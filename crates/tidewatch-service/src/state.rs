//! The wired set of services shared by the server, the worker and tests.

use std::sync::Arc;
use std::time::Duration;

use tidewatch_core::config::AppConfig;
use tidewatch_core::result::AppResult;
use tidewatch_core::traits::{Clock, EventPublisher};
use tidewatch_database::Database;
use tidewatch_oracle::ScoringOracle;

use crate::alert::{AlertService, HistoricalCorrelator};
use crate::environment::{DigestService, EnvironmentService, ThreatSweepService};
use crate::gamification::GamificationService;
use crate::notification::{Gateways, NotificationDispatcher, NotificationService};
use crate::report::ReportService;
use crate::user::UserService;

/// Every service, built once from one configuration.
///
/// All fields are cheap to clone: they hold `Arc`s to the shared store,
/// oracle, publisher and clock.
#[derive(Debug, Clone)]
pub struct Services {
    /// Application configuration.
    pub config: Arc<AppConfig>,
    /// Entity store.
    pub db: Database,

    /// Multi-channel delivery.
    pub dispatcher: NotificationDispatcher,
    /// Inbox management.
    pub notifications: NotificationService,
    /// Points, streaks and badges.
    pub gamification: GamificationService,
    /// Alert lifecycle.
    pub alerts: AlertService,
    /// Report pipeline.
    pub reports: ReportService,
    /// Environmental readings.
    pub environment: EnvironmentService,
    /// Global threat sweep entry point.
    pub sweep: ThreatSweepService,
    /// Daily digest entry point.
    pub digest: DigestService,
    /// Accounts and profiles.
    pub users: UserService,
}

impl Services {
    /// Wire every service and seed the achievement catalog.
    pub async fn build(
        config: AppConfig,
        db: Database,
        oracle: Arc<dyn ScoringOracle>,
        gateways: Gateways,
        publisher: Arc<dyn EventPublisher>,
        clock: Arc<dyn Clock>,
    ) -> AppResult<Self> {
        let config = Arc::new(config);
        let oracle_timeout = Duration::from_millis(config.oracle.timeout_ms);

        let dispatcher = NotificationDispatcher::new(
            Arc::clone(&db.users),
            Arc::clone(&db.notifications),
            gateways,
            Arc::clone(&publisher),
            Arc::clone(&clock),
            &config.notifications,
        )?;
        let notifications =
            NotificationService::new(Arc::clone(&db.notifications), Arc::clone(&clock));

        let gamification = GamificationService::new(
            Arc::clone(&db.users),
            Arc::clone(&db.achievements),
            dispatcher.clone(),
            Arc::clone(&clock),
            config.gamification.badge_bonus,
        );
        gamification.seed_catalog().await?;

        let correlator = HistoricalCorrelator::new(
            Arc::clone(&db.alerts),
            config.alerts.correlation_radius_km,
            config.alerts.correlation_years,
        );
        let alerts = AlertService::new(
            Arc::clone(&db.alerts),
            correlator,
            dispatcher.clone(),
            Arc::clone(&publisher),
            Arc::clone(&clock),
            config.alerts.default_ttl_hours,
        );

        let reports = ReportService::new(
            Arc::clone(&db.reports),
            Arc::clone(&db.users),
            alerts.clone(),
            gamification.clone(),
            Arc::clone(&oracle),
            dispatcher.clone(),
            Arc::clone(&publisher),
            Arc::clone(&clock),
            config.reports.clone(),
            oracle_timeout,
        );

        let environment = EnvironmentService::new(Arc::clone(&db.readings), Arc::clone(&publisher));
        let sweep = ThreatSweepService::new(
            Arc::clone(&db.readings),
            oracle,
            alerts.clone(),
            Arc::clone(&clock),
            oracle_timeout,
        );
        let digest = DigestService::new(
            Arc::clone(&db.users),
            Arc::clone(&db.alerts),
            Arc::clone(&db.notifications),
            dispatcher.clone(),
            Arc::clone(&clock),
            config.notifications.digest_radius_km,
        );
        let users = UserService::new(
            Arc::clone(&db.users),
            Arc::clone(&db.achievements),
            clock,
        );

        Ok(Self {
            config,
            db,
            dispatcher,
            notifications,
            gamification,
            alerts,
            reports,
            environment,
            sweep,
            digest,
            users,
        })
    }
}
# # # #
▶ [Activity]
Each record must be restated word for word, including the last line.

▶ [Solved problem]
filename crates/tidewatch-service/src/state.rs
//! The wired set of services shared by the server, the worker and tests.

use std::sync::Arc;
use std::time::Duration;

use tidewatch_core::config::AppConfig;
use tidewatch_core::result::AppResult;
use tidewatch_core::traits::{Clock, EventPublisher};
use tidewatch_database::Database;
use tidewatch_oracle::ScoringOracle;

use crate::alert::{AlertService, HistoricalCorrelator};
use crate::environment::{DigestService, EnvironmentService, ThreatSweepService};
use crate::gamification::GamificationService;
use crate::notification::{Gateways, NotificationDispatcher, NotificationService};
use crate::report::ReportService;
use crate::user::UserService;

/// Every service, built once from one configuration.
///
/// All fields are cheap to clone: they hold `Arc`s to the shared store,
/// oracle, publisher and clock.
#[derive(Debug, Clone)]
pub struct Services {
    /// Application configuration.
    pub config: Arc<AppConfig>,
    /// Entity store.
    pub db: Database,

    /// Multi-channel delivery.
    pub dispatcher: NotificationDispatcher,
    /// Inbox management.
    pub notifications: NotificationService,
    /// Points, streaks and badges.
    pub gamification: GamificationService,
    /// Alert lifecycle.
    pub alerts: AlertService,
    /// Report pipeline.
    pub reports: ReportService,
    /// Environmental readings.
    pub environment: EnvironmentService,
    /// Global threat sweep entry point.
    pub sweep: ThreatSweepService,
    /// Daily digest entry point.
    pub digest: DigestService,
    /// Accounts and profiles.
    pub users: UserService,
}

impl Services {
    /// Wire every service and seed the achievement catalog.
    pub async fn build(
        config: AppConfig,
        db: Database,
        oracle: Arc<dyn ScoringOracle>,
        gateways: Gateways,
        publisher: Arc<dyn EventPublisher>,
        clock: Arc<dyn Clock>,
    ) -> AppResult<Self> {
        let config = Arc::new(config);
        let oracle_timeout = Duration::from_millis(config.oracle.timeout_ms);

        let dispatcher = NotificationDispatcher::new(
            Arc::clone(&db.users),
            Arc::clone(&db.notifications),
            gateways,
            Arc::clone(&publisher),
            Arc::clone(&clock),
            &config.notifications,
        )?;
        let notifications =
            NotificationService::new(Arc::clone(&db.notifications), Arc::clone(&clock));

        let gamification = GamificationService::new(
            Arc::clone(&db.users),
            Arc::clone(&db.achievements),
            dispatcher.clone(),
            Arc::clone(&clock),
            config.gamification.badge_bonus,
        );
        gamification.seed_catalog().await?;

        let correlator = HistoricalCorrelator::new(
            Arc::clone(&db.alerts),
            config.alerts.correlation_radius_km,
            config.alerts.correlation_years,
        );
        let alerts = AlertService::new(
            Arc::clone(&db.alerts),
            correlator,
            dispatcher.clone(),
            Arc::clone(&publisher),
            Arc::clone(&clock),
            config.alerts.default_ttl_hours,
        );

        let reports = ReportService::new(
            Arc::clone(&db.reports),
            Arc::clone(&db.users),
            alerts.clone(),
            gamification.clone(),
            Arc::clone(&oracle),
            dispatcher.clone(),
            Arc::clone(&publisher),
            Arc::clone(&clock),
            config.reports.clone(),
            oracle_timeout,
        );

        let environment = EnvironmentService::new(Arc::clone(&db.readings), Arc::clone(&publisher));
        let sweep = ThreatSweepService::new(
            Arc::clone(&db.readings),
            oracle,
            alerts.clone(),
            Arc::clone(&clock),
            oracle_timeout,
        );
        let digest = DigestService::new(
            Arc::clone(&db.users),
            Arc::clone(&db.alerts),
            Arc::clone(&db.notifications),
            dispatcher.clone(),
            Arc::clone(&clock),
            config.notifications.digest_radius_km,
        );
        let users = UserService::new(
            Arc::clone(&db.users),
            Arc::clone(&db.achievements),
            clock,
        );

        Ok(Self {
            config,
            db,
            dispatcher,
            notifications,
            gamification,
            alerts,
            reports,
            environment,
            sweep,
            digest,
            users,
        })
    }
}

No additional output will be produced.